I realize now that, for a long time, I didn't want to know what the Lord wanted me to do with performance. I wasn't willing to dedicate my life to it because I didn't feel it would make a big enough difference in the world. I thought it would be a selfish pursuit, and I had other important gifts to develop and use to build the kingdom. Afterwards, I realized that I was wrong to superimpose my own values as to what was important on God. Now? I've asked Him to help me determine the next step and I have conflicting feelings. I have a burning desire to throw myself into music performance – to take whatever steps are necessary to share my voice with the world. I would need to record a demo CD, network like crazy, find a great voice teacher, and ultimately spend more time and money than I've ever spent in my life. And the other emotion is... fear? Unwillingness? Wanting to simply wait? It must be fear, since it's hiding from me right now. I'm afraid of the ramifications if I succeed. And I'm afraid of the ramifications if I fail. If I succeed, I'm afraid it will ruin me. I've seen so many people who have been successful in their dreams and then turned away from God. I just want to be a faithful person and live a faithful life. If I fail, I'm afraid... I guess I'm really afraid of succeeding, not failure. I've come to realize that failure is a necessary part of learning which way to go in life. Failure isn't even a bad thing for me anymore. I didn't get into Stanford. Was it a failure? Maybe. It probably just means that Stanford wasn't the right direction for me. But success... success is different. It's wild and untamed. It's akin to finding an active volcano right before it erupts, then trying to balance on a rock as you are flung higher and higher into the air. I guess I'm also afraid of not being in control of my life. Either way, fears mean only one thing: I lack faith and need to trust in the Lord.

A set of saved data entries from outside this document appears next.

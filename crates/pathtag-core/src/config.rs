use anyhow::{Context, Result};
use serde::{Deserialize, Serialize};
use std::fs;
use std::path::PathBuf;

use crate::signed_urls::ResponseLayout;

/// Default path of the storage service's signed-URL endpoint.
pub const DEFAULT_ENDPOINT_PATH: &str = "/api/v4/file/url";

/// Runtime configuration loaded from `~/.config/pathtag/config.toml`.
///
/// The metrics host is deliberately absent: it is fixed at build time
/// (see [`crate::host_scope::METRICS_HOST`]).
#[derive(Debug, Clone, PartialEq, Eq, Serialize, Deserialize)]
#[serde(default)]
pub struct PathtagConfig {
    /// Request path that identifies the signed-URL endpoint (query ignored).
    pub endpoint_path: String,
    /// Where the entry array lives in the endpoint's response body.
    pub response_layout: ResponseLayout,
    /// Connect timeout for the curl transport, in seconds.
    pub connect_timeout_secs: u64,
    /// Total transfer timeout for the curl transport, in seconds.
    pub timeout_secs: u64,
}

impl Default for PathtagConfig {
    fn default() -> Self {
        Self {
            endpoint_path: DEFAULT_ENDPOINT_PATH.to_string(),
            response_layout: ResponseLayout::Auto,
            connect_timeout_secs: 15,
            timeout_secs: 30,
        }
    }
}

pub fn config_path() -> Result<PathBuf> {
    let xdg_dirs = xdg::BaseDirectories::with_prefix("pathtag")?;
    Ok(xdg_dirs.place_config_file("config.toml")?)
}

/// Load configuration from disk, creating a default file if none exists.
pub fn load_or_init() -> Result<PathtagConfig> {
    let path = config_path()?;
    if !path.exists() {
        let default_cfg = PathtagConfig::default();
        let toml = toml::to_string_pretty(&default_cfg)?;
        if let Some(parent) = path.parent() {
            fs::create_dir_all(parent)?;
        }
        fs::write(&path, toml)?;
        tracing::info!("created default config at {}", path.display());
        return Ok(default_cfg);
    }

    let data = fs::read_to_string(&path)?;
    let cfg: PathtagConfig =
        toml::from_str(&data).with_context(|| format!("parse config: {}", path.display()))?;
    Ok(cfg)
}
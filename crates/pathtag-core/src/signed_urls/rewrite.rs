//! Response side: annotate the URLs of a signed-URL response.

use serde_json::Value;
use thiserror::Error;

use super::correlate::{correlate, Alignment, Slot};
use super::layout::ResponseLayout;
use crate::host_scope::HostScope;
use crate::logical_path::resolve_logical_path;

/// Why a response body could not be rewritten at all.
#[derive(Debug, Error)]
pub enum RewriteError {
    #[error("response body is not JSON: {0}")]
    Body(#[source] serde_json::Error),
    #[error("response has no entry array for layout {0:?}")]
    MissingEntries(ResponseLayout),
    #[error("serialize patched body: {0}")]
    Serialize(#[source] serde_json::Error),
}

/// What happened to one response entry.
#[derive(Debug, Clone, PartialEq, Eq)]
pub enum EntryStatus {
    /// URL rewritten to the contained value.
    Annotated(String),
    /// Patcher left the URL as is (host not scoped, or URL unparseable).
    Unchanged,
    /// Entry has no non-empty string `url`.
    MissingUrl,
    /// Request had no string identifier at this position.
    MissingIdentifier,
    /// Identifier could not be turned into a logical path.
    UnresolvablePath,
}

#[derive(Debug, Clone, PartialEq, Eq)]
pub struct EntryOutcome {
    pub index: usize,
    pub identifier: Option<String>,
    pub url: Option<String>,
    pub status: EntryStatus,
}

/// Result of rewriting one response body.
#[derive(Debug, Clone)]
pub struct Rewrite {
    /// Serialized patched body; `None` when no entry changed.
    pub body: Option<Vec<u8>>,
    pub alignment: Alignment,
    pub entries: Vec<EntryOutcome>,
}

impl Rewrite {
    pub fn annotated(&self) -> usize {
        self.entries
            .iter()
            .filter(|e| matches!(e.status, EntryStatus::Annotated(_)))
            .count()
    }
}

/// Annotates each entry URL of `body` with the logical path of the identifier
/// at the same position.
///
/// Entries that can't be paired or resolved are skipped one by one; only an
/// unparseable body or a missing entry array fails the whole rewrite.
pub fn rewrite_body(
    body: &[u8],
    identifiers: &[Option<String>],
    layout: ResponseLayout,
    scope: &HostScope,
) -> Result<Rewrite, RewriteError> {
    let mut json: Value = serde_json::from_slice(body).map_err(RewriteError::Body)?;
    let entries = layout
        .entries_mut(&mut json)
        .ok_or(RewriteError::MissingEntries(layout))?;

    let (alignment, pairs) = correlate(identifiers, entries);
    if alignment != Alignment::Exact {
        tracing::warn!(
            "signed URL response misaligned with request: {:?}",
            alignment
        );
    }

    let mut outcomes = Vec::with_capacity(pairs.len());
    for pair in pairs {
        let url = pair
            .entry
            .get("url")
            .and_then(Value::as_str)
            .filter(|u| !u.is_empty())
            .map(str::to_string);
        let identifier = match pair.slot {
            Slot::Identifier(id) => Some(id.to_string()),
            Slot::NotAString | Slot::Missing => None,
        };

        let status = match (&url, &identifier) {
            (None, _) => {
                tracing::warn!(
                    "entry {} has no usable url: {} (identifier {:?})",
                    pair.index,
                    pair.entry,
                    identifier
                );
                EntryStatus::MissingUrl
            }
            (Some(u), None) => {
                tracing::warn!(
                    "no identifier for entry {} ({}): {:?}",
                    pair.index,
                    u,
                    pair.slot
                );
                EntryStatus::MissingIdentifier
            }
            (Some(u), Some(id)) => match resolve_logical_path(id) {
                None => EntryStatus::UnresolvablePath,
                Some(logical_path) => {
                    let patched = scope.annotate(u, &logical_path);
                    if &patched == u {
                        EntryStatus::Unchanged
                    } else {
                        tracing::debug!("patched URL: {} -> {}", u, patched);
                        pair.entry["url"] = Value::String(patched.clone());
                        EntryStatus::Annotated(patched)
                    }
                }
            },
        };

        outcomes.push(EntryOutcome {
            index: pair.index,
            identifier,
            url,
            status,
        });
    }

    let changed = outcomes
        .iter()
        .any(|o| matches!(o.status, EntryStatus::Annotated(_)));
    let body = if changed {
        Some(serde_json::to_vec(&json).map_err(RewriteError::Serialize)?)
    } else {
        None
    };

    Ok(Rewrite {
        body,
        alignment,
        entries: outcomes,
    })
}
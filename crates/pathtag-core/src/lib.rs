pub mod config;
pub mod logging;

pub mod client;
pub mod exchange;
pub mod har;
pub mod host_scope;
pub mod logical_path;
pub mod signed_urls;
pub mod transport;
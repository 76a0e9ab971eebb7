//! Logical path derivation from storage identifiers.
//!
//! A logical identifier looks like `cloudreve://token@share/My%20Folder/File.ext`;
//! its decoded path component (`/My Folder/File.ext`) is what the metrics
//! collector attributes downloads to.

use percent_encoding::percent_decode_str;

/// Derives the logical path for a storage identifier.
///
/// Returns `None` (and logs a warning) when the identifier is not a
/// well-formed URI, or when its path contains a malformed percent escape or
/// decodes to invalid UTF-8. The result always starts with `/`.
pub fn resolve_logical_path(identifier: &str) -> Option<String> {
    let parsed = match url::Url::parse(identifier) {
        Ok(u) => u,
        Err(e) => {
            tracing::warn!("failed to parse logical identifier {:?}: {}", identifier, e);
            return None;
        }
    };

    let path = match decode_component(parsed.path()) {
        Some(p) => p,
        None => {
            tracing::warn!(
                "failed to decode path of logical identifier {:?}",
                identifier
            );
            return None;
        }
    };

    if path.starts_with('/') {
        Some(path)
    } else {
        Some(format!("/{path}"))
    }
}

/// Strict percent-decoding: every `%` must introduce two hex digits.
fn decode_component(raw: &str) -> Option<String> {
    let bytes = raw.as_bytes();
    let mut i = 0;
    while i < bytes.len() {
        if bytes[i] == b'%' {
            let hex = bytes.get(i + 1..i + 3)?;
            if !hex.iter().all(u8::is_ascii_hexdigit) {
                return None;
            }
            i += 3;
        } else {
            i += 1;
        }
    }
    percent_decode_str(raw)
        .decode_utf8()
        .ok()
        .map(|s| s.into_owned())
}

#[cfg(test)]
mod tests {
    use super::*;

    #[test]
    fn share_identifier_decodes_path() {
        assert_eq!(
            resolve_logical_path("cloudreve://tok@share/My%20Folder/File.ext").as_deref(),
            Some("/My Folder/File.ext")
        );
    }

    #[test]
    fn multibyte_names() {
        assert_eq!(
            resolve_logical_path("cloudreve://my/%E6%96%87%E4%BB%B6/a%2Bb.txt").as_deref(),
            Some("/文件/a+b.txt")
        );
    }

    #[test]
    fn opaque_path_gets_leading_slash() {
        assert_eq!(
            resolve_logical_path("cloudreve:docs/report.pdf").as_deref(),
            Some("/docs/report.pdf")
        );
    }

    #[test]
    fn root_identifier() {
        assert_eq!(
            resolve_logical_path("cloudreve://my").as_deref(),
            Some("/")
        );
    }

    #[test]
    fn not_a_uri() {
        assert_eq!(resolve_logical_path("My Folder/File.ext"), None);
        assert_eq!(resolve_logical_path(""), None);
    }

    #[test]
    fn malformed_escape_rejected() {
        assert_eq!(resolve_logical_path("cloudreve://my/bad%zzname"), None);
        assert_eq!(resolve_logical_path("cloudreve://my/trailing%2"), None);
    }

    #[test]
    fn invalid_utf8_rejected() {
        assert_eq!(resolve_logical_path("cloudreve://my/%FF%FE"), None);
    }
}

That opens up a world of questions for me... all the times I avoided doing something though I was good at it – what was the motivating factor then? But the Lord is telling me that those reflections aren't really important right now. Back on subject. I've found that explaining through my fears and looking at them has been the fundamental step in overcoming them. I'll try it now. Why am I afraid of going down an uncharted road – putting my life into God's hands? Because I want to be in control. I want to know what is happening and what comes next. And the telling question: which is more important to me – being in control of my life or allowing God to guide my ship? Something within me cries out, “This question isn't important. God would never ask me to surrender that.” But He already has. And this is the test. Is it really the right direction? Or will an angel stop me in the midst? It doesn't matter, because the choice that I make will have been made, and I will have proved myself one way or another. Being guided by the Lord is more important than being in control of the direction in my life. Wherever He calls me, whatever He asks me to do, whomever He asks me to be... and so my fear is gone. I know that He will guide me, direct me, and prepare the path before me.

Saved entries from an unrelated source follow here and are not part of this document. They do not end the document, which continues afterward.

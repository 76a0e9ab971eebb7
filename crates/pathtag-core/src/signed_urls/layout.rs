//! Location of the entry array in the endpoint's response body.

use serde::{Deserialize, Serialize};
use serde_json::Value;

const DATA_URLS: &str = "/data/urls";
const DATA: &str = "/data";

/// Where the signed-URL entries live in the response JSON.
///
/// Storage service versions disagree on this, so it is configurable, with
/// `auto` probing `data.urls` first and `data` second.
#[derive(Debug, Clone, Copy, PartialEq, Eq, Default, Serialize, Deserialize)]
#[serde(rename_all = "snake_case")]
pub enum ResponseLayout {
    #[default]
    Auto,
    /// `{"data": {"urls": [...]}}`
    DataUrls,
    /// `{"data": [...]}`
    Data,
}

impl ResponseLayout {
    /// JSON pointer of the entry array in `body`, if it holds an array there.
    pub fn locate(&self, body: &Value) -> Option<&'static str> {
        let candidates: &[&'static str] = match self {
            ResponseLayout::Auto => &[DATA_URLS, DATA],
            ResponseLayout::DataUrls => &[DATA_URLS],
            ResponseLayout::Data => &[DATA],
        };
        candidates
            .iter()
            .copied()
            .find(|p| body.pointer(p).map_or(false, Value::is_array))
    }

    pub fn entries_mut<'a>(&self, body: &'a mut Value) -> Option<&'a mut Vec<Value>> {
        let pointer = self.locate(body)?;
        body.pointer_mut(pointer)?.as_array_mut()
    }
}

#[cfg(test)]
mod tests {
    use super::*;
    use serde_json::json;

    #[test]
    fn auto_prefers_data_urls() {
        let body = json!({"data": {"urls": [{"url": "a"}], "expires": "x"}});
        assert_eq!(ResponseLayout::Auto.locate(&body), Some("/data/urls"));
    }

    #[test]
    fn auto_falls_back_to_data_array() {
        let body = json!({"code": 0, "data": [{"url": "a"}]});
        assert_eq!(ResponseLayout::Auto.locate(&body), Some("/data"));
    }

    #[test]
    fn pinned_layouts_do_not_probe() {
        let nested = json!({"data": {"urls": []}});
        let flat = json!({"data": []});
        assert_eq!(ResponseLayout::Data.locate(&nested), None);
        assert_eq!(ResponseLayout::DataUrls.locate(&flat), None);
        assert_eq!(ResponseLayout::DataUrls.locate(&nested), Some("/data/urls"));
        assert_eq!(ResponseLayout::Data.locate(&flat), Some("/data"));
    }

    #[test]
    fn non_array_is_not_located() {
        assert_eq!(
            ResponseLayout::Auto.locate(&json!({"data": {"urls": "x"}})),
            None
        );
        assert_eq!(ResponseLayout::Auto.locate(&json!({"data": null})), None);
        assert_eq!(ResponseLayout::Auto.locate(&json!([1, 2])), None);
    }

    #[test]
    fn entries_mut_allows_in_place_edit() {
        let mut body = json!({"data": {"urls": [{"url": "a"}]}});
        let entries = ResponseLayout::Auto.entries_mut(&mut body).unwrap();
        entries[0]["url"] = json!("b");
        assert_eq!(body, json!({"data": {"urls": [{"url": "b"}]}}));
    }
}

As we grow towards perfection, each of us will encounter fear – gaps in our faith. At its heart, all fear (except maybe clinically diagnosed phobia) is a lack of faith. Sometimes it can be easier to live with fear than to face it and dive into its meaning – to search out what roots it to our lives. Maybe that's because, ultimately, overcoming our fears requires change. It may seem trite to say that a fear of heights or spiders comes from a lack of faith, but the same process through which I overcame my fear of losing control worked for my fear of the dark, of heights, of spiders, and of failure. God has not given us a spirit of fear, but of faith. And as we honestly address our fears, He will help us to overcome them... and even to make them into our greatest strengths.

I know that God is our Father. Ultimately, He will ask us to give up the things that are most important to us. Whether we act upon faith or fear is our choice. As we act in faith, He will bless and guide us, enabling us to grow beyond anything we could have accomplished alone. Go out and be missionaries!